En ces jours-là, Marie se mit en route et se rendit avec empressement vers la région montagneuse, dans une ville de Judée.

Elle entra dans la maison de Zacharie et salua Élisabeth.

Or, quand Élisabeth entendit la salutation de Marie, l’enfant tressaillit en elle. Alors, Élisabeth fut remplie d’Esprit Saint,
et s’écria d’une voix forte : « Tu es bénie entre toutes les femmes, et le fruit de tes entrailles est béni.

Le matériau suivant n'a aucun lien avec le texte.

#[async_trait]
impl ForgeApi for HttpForgeClient {
    async fn list_pull_requests(
        &self,
        repo: &str,
        cursor: Option<&PageCursor>,
        lease: &CredentialLease,
    ) -> Result<ForgeResponse<PullPage>, ForgeError> {
        let url = match cursor {
            Some(c) => c.0.clone(),
            None => format!(
                "{}/repos/{}/pulls?state=closed&sort=created&direction=asc&per_page={}&page=1",
                self.base_url, repo, self.per_page
            ),
        };

        let (payload, rate, headers) = self.get_json(&url, lease).await?;
        let entries = payload
            .as_array()
            .ok_or_else(|| ForgeError::Malformed("pull listing is not an array".into()))?;

        let mut pulls = Vec::with_capacity(entries.len());
        for entry in entries {
            match parse_pull(entry) {
                Some(candidate) => pulls.push(candidate),
                None => {
                    tracing::warn!(repo = repo, "Dropping unparseable pull listing entry");
                }
            }
        }

        let next = parse_link_next(&headers).map(PageCursor);
        Ok(ForgeResponse::new(PullPage { pulls, next }, rate))
    }

    async fn fetch_diff(
        &self,
        repo: &str,
        number: u64,
        lease: &CredentialLease,
    ) -> Result<ForgeResponse<String>, ForgeError> {
        let url = format!("{}/repos/{}/pulls/{}", self.base_url, repo, number);
        let (response, rate) = self
            .send(self.get(&url, lease, "application/vnd.github.v3.diff"))
            .await?;
        let diff = response
            .text()
            .await
            .map_err(|e| ForgeError::Transient(format!("diff body read failed: {e}")))?;
        Ok(ForgeResponse::new(diff, rate))
    }

    async fn fetch_issue(
        &self,
        repo: &str,
        number: u64,
        lease: &CredentialLease,
    ) -> Result<ForgeResponse<IssueRecord>, ForgeError> {
        let url = format!("{}/repos/{}/issues/{}", self.base_url, repo, number);
        let (payload, rate, _) = self.get_json(&url, lease).await?;

        let issue = IssueRecord {
            number: payload
                .get("number")
                .and_then(Value::as_u64)
                .ok_or_else(|| ForgeError::Malformed("issue payload missing 'number'".into()))?,
            title: str_field(&payload, "title"),
            body: str_field(&payload, "body"),
        };
        Ok(ForgeResponse::new(issue, rate))
    }

    async fn fetch_issue_comments(
        &self,
        repo: &str,
        number: u64,
        lease: &CredentialLease,
    ) -> Result<ForgeResponse<Vec<IssueComment>>, ForgeError> {
        let url = format!(
            "{}/repos/{}/issues/{}/comments?per_page={}",
            self.base_url, repo, number, self.per_page
        );
        let (payload, rate, _) = self.get_json(&url, lease).await?;
        let entries = payload
            .as_array()
            .ok_or_else(|| ForgeError::Malformed("comment listing is not an array".into()))?;

        let comments = entries
            .iter()
            .filter_map(|entry| {
                Some(IssueComment {
                    body: str_field(entry, "body"),
                    updated_at: date_field(entry, "updated_at")?,
                })
            })
            .collect();
        Ok(ForgeResponse::new(comments, rate))
    }

    async fn fetch_pull_commits(
        &self,
        repo: &str,
        number: u64,
        lease: &CredentialLease,
    ) -> Result<ForgeResponse<Vec<CommitRef>>, ForgeError> {
        let url = format!(
            "{}/repos/{}/pulls/{}/commits?per_page={}",
            self.base_url, repo, number, self.per_page
        );
        let (payload, rate, _) = self.get_json(&url, lease).await?;
        let entries = payload
            .as_array()
            .ok_or_else(|| ForgeError::Malformed("commit listing is not an array".into()))?;

        let commits = entries
            .iter()
            .filter_map(|entry| {
                let authored_at = entry
                    .get("commit")
                    .and_then(|c| c.get("author"))
                    .and_then(|a| a.get("date"))
                    .and_then(Value::as_str)
                    .and_then(|s| s.parse::<DateTime<Utc>>().ok())?;
                Some(CommitRef {
                    sha: entry.get("sha")?.as_str()?.to_string(),
                    authored_at,
                })
            })
            .collect();
        Ok(ForgeResponse::new(commits, rate))
    }

    async fn fetch_test_report(
        &self,
        repo: &str,
        sha: &str,
        lease: &CredentialLease,
    ) -> Result<ForgeResponse<TestReport>, ForgeError> {
        let status_url = format!("{}/repos/{}/commits/{}/status", self.base_url, repo, sha);
        let (payload, mut rate, _) = self.get_json(&status_url, lease).await?;
        let mut outcomes = parse_status_contexts(&payload);

        // Check runs supplement the legacy status API; missing check data is
        // not fatal as long as one of the two sources responded.
        let checks_url = format!(
            "{}/repos/{}/commits/{}/check-runs?per_page={}",
            self.base_url, repo, sha, self.per_page
        );
        match self.get_json(&checks_url, lease).await {
            Ok((checks, check_rate, _)) => {
                rate = check_rate;
                outcomes.extend(parse_check_runs(&checks));
            }
            Err(err) if !matches!(err, ForgeError::RateLimited { .. }) => {
                tracing::debug!(repo = repo, sha = sha, error = %err, "Check-run fetch failed");
            }
            Err(err) => return Err(err),
        }

        outcomes.sort_by(|a, b| a.id.cmp(&b.id));
        outcomes.dedup_by(|a, b| a.id == b.id);
        Ok(ForgeResponse::new(TestReport { outcomes }, rate))
    }

    fn advance_cursor(&self, cursor: &PageCursor) -> Option<PageCursor> {
        bump_page_param(&cursor.0).map(PageCursor)
    }
}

D’où m’est-il donné que la mère de mon Seigneur vienne jusqu’à moi ?

Car, lorsque tes paroles de salutation sont parvenues à mes oreilles, l’enfant a tressailli d’allégresse en moi.

Heureuse celle qui a cru à l’accomplissement des paroles qui lui furent dites de la part du Seigneur. »

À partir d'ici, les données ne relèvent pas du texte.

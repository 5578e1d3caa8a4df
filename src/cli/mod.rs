//! Command-line interface for swe-harvest.
//!
//! Provides the `collect` command that mines repositories into task-instance
//! files, and the `repos` command for repository discovery.

mod commands;

pub use commands::{parse_cli, run_with_cli, Cli, Commands};
//! Collection engine: mining merged pull requests into task instances.
//!
//! The pipeline per repository is list -> filter -> extract -> persist, run by
//! a [`worker::RepositoryWorker`] and fanned out across repositories by the
//! [`scheduler::CollectionScheduler`].

pub mod config;
pub mod extract;
pub mod filter;
pub mod progress;
pub mod scheduler;
pub mod store;
pub mod worker;

use chrono::{DateTime, Utc};

/// One repository to collect, with its per-repo knobs resolved.
#[derive(Debug, Clone)]
pub struct CollectTarget {
    /// `owner/name`.
    pub repo: String,
    /// Skip PRs merged before this instant (inclusive cutoff).
    pub cutoff: Option<DateTime<Utc>>,
    /// Stop after scanning this many PRs, when set.
    pub max_pulls: Option<u64>,
    /// Re-scan even if a previous run drained the repository.
    pub refresh: bool,
    /// Version tag stamped onto emitted instances.
    pub version: String,
}

impl CollectTarget {
    /// The `owner__name` stem used for instance ids and output files.
    pub fn file_stem(&self) -> String {
        self.repo.replace('/', "__")
    }
}

#[cfg(test)]
mod tests {
    use super::*;

    #[test]
    fn file_stem_replaces_separator() {
        let target = CollectTarget {
            repo: "octo/widgets".into(),
            cutoff: None,
            max_pulls: None,
            refresh: false,
            version: "0.1".into(),
        };
        assert_eq!(target.file_stem(), "octo__widgets");
    }
}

Marie dit alors : « Mon âme exalte le Seigneur,
exulte mon esprit en Dieu, mon Sauveur !

 Il s’est penché sur son humble servante ; désormais tous les âges me diront bienheureuse.

Le Puissant fit pour moi des merveilles ; Saint est son nom !

Sa miséricorde s’étend d’âge en âge sur ceux qui le craignent.

Déployant la force de son bras, il disperse les superbes.

Il renverse les puissants de leurs trônes, il élève les humbles.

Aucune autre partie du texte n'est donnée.